Chain-of-Thought

Reasoning has long been regarded as a cornerstone of intelligence, traditionally dominated by symbolic approaches (Russell & Norvig, 2016). The recent launch of o1 series by OpenAI marked the productionalization of large language model (LLM)-based reasoning systems. At the core of these systems lies a key yet simple technique known as chain of thought (CoT). This blog explores the concept of chain-of-thought reasoning, tracing its origins, examining its variants, and uncovering its limitations. Our discussion summarizes the insights shared by Denny Zhou in his Berkeley lecture.

Ideas

The term CoT is introduced by Jason Wei et al. (2022). It simply means a series of intermediate reasoning steps that lead to the final answer for a problem.
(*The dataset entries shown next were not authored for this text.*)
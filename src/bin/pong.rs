//! Pong in the terminal.

use retro_arcade::display::terminal;
use retro_arcade::engine::rng;
use retro_arcade::games::pong::entities::DEFAULT_FIELD;
use retro_arcade::games::PongGame;
use retro_arcade::{logging, Config, Result};

fn main() -> Result<()> {
    let config = Config::from_env();
    if let Err(e) = logging::init(&config) {
        eprintln!("pong: logging disabled: {e}");
    }
    config.report_ignored();

    let (mut rng, seed) = rng::from_config(config.seed);
    let field = config.field_size(DEFAULT_FIELD);
    log::info!("pong: seed {seed}, field {}x{}", field.x, field.y);

    let mut game = PongGame::new(field, &mut rng);
    terminal::play(&mut game, &config, &mut rng)
}
//! crossterm backend: renderer, input source and terminal session.
//!
//! Input is polled without blocking on the loop thread, so the whole game
//! (input, simulation, drawing) runs on one thread.

use std::io::{stdout, BufWriter, Stdout, Write};
use std::time::Duration;

use crossterm::{
    cursor,
    event::{
        self, DisableMouseCapture, EnableMouseCapture, Event, KeyCode, KeyEvent, KeyEventKind,
        KeyModifiers, KeyboardEnhancementFlags, MouseButton, MouseEvent, MouseEventKind,
        PopKeyboardEnhancementFlags, PushKeyboardEnhancementFlags,
    },
    style::{self, Color, Print},
    terminal, ExecutableCommand, QueueableCommand,
};

use super::{CellGrid, Frame, Renderer, Rgb};
use crate::config::Config;
use crate::engine::clock::FixedClock;
use crate::engine::input::{InputEvent, InputSnapshot, InputSource, Key, KeyTracker};
use crate::engine::rng::GameRng;
use crate::engine::runner::{self, Game};
use crate::error::Result;

/// A key counts as held this long after its last press/repeat. Longer
/// than the usual OS key-repeat interval (≥ 15 Hz).
pub const HOLD_WINDOW: Duration = Duration::from_millis(133);

// ── Session ───────────────────────────────────────────────────────────────────

/// Raw mode, hidden cursor and (unless embedded) the alternate screen.
///
/// The session exists before any setup command is issued, so a failure
/// part way through still restores the terminal on drop.
pub struct TerminalSession<W: Write = Stdout> {
    out: W,
    embedded: bool,
    raw_mode: bool,
    keyboard_enhanced: bool,
    mouse_captured: bool,
}

impl TerminalSession<Stdout> {
    pub fn enter(embedded: bool) -> Result<Self> {
        terminal::enable_raw_mode()?;
        let mut session = Self::over(stdout(), embedded);
        session.raw_mode = true;

        // Key-release events (kitty protocol terminals). Others fall back
        // to the hold window.
        let enhance = matches!(terminal::supports_keyboard_enhancement(), Ok(true));
        session.setup(enhance)?;
        Ok(session)
    }
}

impl<W: Write> TerminalSession<W> {
    /// A session drawing to `out` that has changed nothing yet.
    pub fn over(out: W, embedded: bool) -> Self {
        Self {
            out,
            embedded,
            raw_mode: false,
            keyboard_enhanced: false,
            mouse_captured: false,
        }
    }

    /// Switch screens, hide the cursor and request the optional input
    /// features. Only the screen commands are fatal.
    pub fn setup(&mut self, keyboard_enhancement: bool) -> Result<()> {
        if !self.embedded {
            self.out.execute(terminal::EnterAlternateScreen)?;
        }
        self.out.execute(cursor::Hide)?;
        self.out.execute(terminal::Clear(terminal::ClearType::All))?;

        self.keyboard_enhanced = keyboard_enhancement
            && self
                .out
                .execute(PushKeyboardEnhancementFlags(
                    KeyboardEnhancementFlags::REPORT_EVENT_TYPES,
                ))
                .is_ok();
        if !self.keyboard_enhanced {
            log::warn!("keyboard enhancement unavailable; using key-repeat hold window");
        }

        self.mouse_captured = self.out.execute(EnableMouseCapture).is_ok();
        if !self.mouse_captured {
            log::warn!("mouse capture unavailable; use the keyboard instead of clicks");
        }
        Ok(())
    }

    pub fn keyboard_enhanced(&self) -> bool {
        self.keyboard_enhanced
    }
}

impl<W: Write> Drop for TerminalSession<W> {
    fn drop(&mut self) {
        let out = &mut self.out;
        if self.mouse_captured {
            let _ = out.execute(DisableMouseCapture);
        }
        if self.keyboard_enhanced {
            let _ = out.execute(PopKeyboardEnhancementFlags);
        }
        let _ = out.execute(style::ResetColor);
        let _ = out.execute(cursor::Show);
        if !self.embedded {
            let _ = out.execute(terminal::LeaveAlternateScreen);
        }
        if self.raw_mode {
            let _ = terminal::disable_raw_mode();
        }
    }
}

// ── Renderer ──────────────────────────────────────────────────────────────────

/// Draws frames as coloured cells, rewriting only cells that changed
/// since the previous frame.
pub struct TerminalRenderer<W: Write> {
    out: W,
    /// Fixed grid size; `None` follows the terminal size.
    size: Option<(u16, u16)>,
    previous: Option<CellGrid>,
}

impl<W: Write> TerminalRenderer<W> {
    pub fn new(out: W) -> Self {
        Self {
            out,
            size: None,
            previous: None,
        }
    }

    pub fn with_size(out: W, cols: u16, rows: u16) -> Self {
        Self {
            out,
            size: Some((cols, rows)),
            previous: None,
        }
    }

    pub fn into_inner(self) -> W {
        self.out
    }

    fn grid_size(&self) -> Result<(u16, u16)> {
        match self.size {
            Some(size) => Ok(size),
            None => Ok(terminal::size()?),
        }
    }
}

impl<W: Write> Renderer for TerminalRenderer<W> {
    fn present(&mut self, frame: &Frame) -> Result<()> {
        let (cols, rows) = self.grid_size()?;
        let grid = CellGrid::rasterize(frame, cols, rows);

        // Resize (or first frame): repaint everything.
        let previous = self
            .previous
            .take()
            .filter(|p| p.cols() == cols && p.rows() == rows);
        if previous.is_none() {
            self.out.queue(terminal::Clear(terminal::ClearType::All))?;
        }

        let mut current_fg: Option<Rgb> = None;
        let mut cursor_at: Option<(u16, u16)> = None;
        for row in 0..rows {
            for col in 0..cols {
                let Some(cell) = grid.get(col, row) else {
                    continue;
                };
                let unchanged = previous
                    .as_ref()
                    .and_then(|p| p.get(col, row))
                    .is_some_and(|old| old == cell);
                if unchanged || (previous.is_none() && cell.ch == ' ') {
                    continue;
                }
                // Runs of changed cells on one row need a single move.
                if cursor_at != Some((col, row)) {
                    self.out.queue(cursor::MoveTo(col, row))?;
                }
                if current_fg != Some(cell.fg) {
                    self.out.queue(style::SetForegroundColor(to_color(cell.fg)))?;
                    current_fg = Some(cell.fg);
                }
                self.out.queue(Print(cell.ch))?;
                cursor_at = Some((col + 1, row));
            }
        }

        self.out.queue(style::ResetColor)?;
        self.out.queue(cursor::MoveTo(0, rows.saturating_sub(1)))?;
        self.out.flush()?;
        self.previous = Some(grid);
        Ok(())
    }
}

fn to_color(rgb: Rgb) -> Color {
    Color::Rgb {
        r: rgb.0,
        g: rgb.1,
        b: rgb.2,
    }
}

// ── Input ─────────────────────────────────────────────────────────────────────

pub struct TerminalInput {
    keys: KeyTracker,
}

impl TerminalInput {
    pub fn new(hold_window_ticks: u64) -> Self {
        Self {
            keys: KeyTracker::new(hold_window_ticks),
        }
    }
}

impl InputSource for TerminalInput {
    fn poll(&mut self, tick: u64) -> Result<InputSnapshot> {
        let mut events = Vec::new();
        while event::poll(Duration::ZERO)? {
            let ev = event::read()?;
            translate(ev, tick, &mut self.keys, &mut events);
        }
        let held = self.keys.held(tick);
        Ok(InputSnapshot::new(tick, events, held))
    }
}

/// Fold one terminal event into the tick's event queue and key state.
/// Events the games have no use for are dropped.
pub fn translate(ev: Event, tick: u64, keys: &mut KeyTracker, events: &mut Vec<InputEvent>) {
    match ev {
        Event::Key(KeyEvent {
            code,
            modifiers,
            kind,
            ..
        }) => {
            if code == KeyCode::Char('c') && modifiers.contains(KeyModifiers::CONTROL) {
                events.push(InputEvent::Quit);
                return;
            }
            let Some(key) = map_key(code) else {
                return;
            };
            match kind {
                KeyEventKind::Press => {
                    keys.press(key, tick);
                    events.push(InputEvent::KeyDown(key));
                }
                KeyEventKind::Repeat => keys.press(key, tick),
                KeyEventKind::Release => keys.release(key),
            }
        }
        Event::Mouse(MouseEvent {
            kind: MouseEventKind::Down(MouseButton::Left),
            ..
        }) => events.push(InputEvent::MouseDown),
        _ => {}
    }
}

pub fn map_key(code: KeyCode) -> Option<Key> {
    match code {
        KeyCode::Left => Some(Key::Left),
        KeyCode::Right => Some(Key::Right),
        KeyCode::Up => Some(Key::Up),
        KeyCode::Down => Some(Key::Down),
        KeyCode::Enter => Some(Key::Enter),
        KeyCode::Esc => Some(Key::Escape),
        KeyCode::Char(' ') => Some(Key::Space),
        KeyCode::Char(c) => Some(Key::Char(c.to_ascii_lowercase())),
        _ => None,
    }
}

// ── Entry point ───────────────────────────────────────────────────────────────

/// Run `game` in the terminal until the player quits.
pub fn play<G: Game>(game: &mut G, config: &Config, rng: &mut GameRng) -> Result<()> {
    let mut clock = FixedClock::new(config.fps);
    let mut input = TerminalInput::new(clock.ticks_for(HOLD_WINDOW));
    let mut renderer = TerminalRenderer::new(BufWriter::new(stdout()));

    let session = TerminalSession::enter(config.embedded)?;
    let result = runner::run(game, &mut input, &mut renderer, &mut clock, rng);
    drop(session);

    let ticks = result?;
    log::info!("{}: exited cleanly after {} ticks", game.title(), ticks);
    Ok(())
}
Similar concepts have been explored under different terms, such as rationale (Ling et al. 2017), natural language solutions (Cobbe et al. 2021), or scratchpad (Nye et al. 2021).

A simple example of chain-of-thought reasoning is as follows:

Problem:
John has 5 apples. He buys 3 more apples from the store and then gives 2 apples to his friend. How many apples does John have left?

Without Chain-of-Thought:
Output: "John has 6 apples."
(Note: Correct, but reasoning is not provided.)

With Chain-of-Thought:
1. John starts with 5 apples.
2. He buys 3 more apples. Adding them together: 5 + 3 = 8.
3. He gives 2 apples to his friend. Subtracting that: 8 - 2 = 6.
4. Final Answer: "John has 6 apples left."

The use of intermediate steps to solve problems was pioneered by Ling et al. (2017) at DeepMind. Their work involved training a sequence-to-sequence model from scratch using a novel algebraic word problem dataset that included explicitly collected intermediate steps. Cobbe et al. (2021)1 at OpenAI followed the idea by creating a much larger math word problem dataset with intermediate steps, which they used to finetune the GPT-3 model 2.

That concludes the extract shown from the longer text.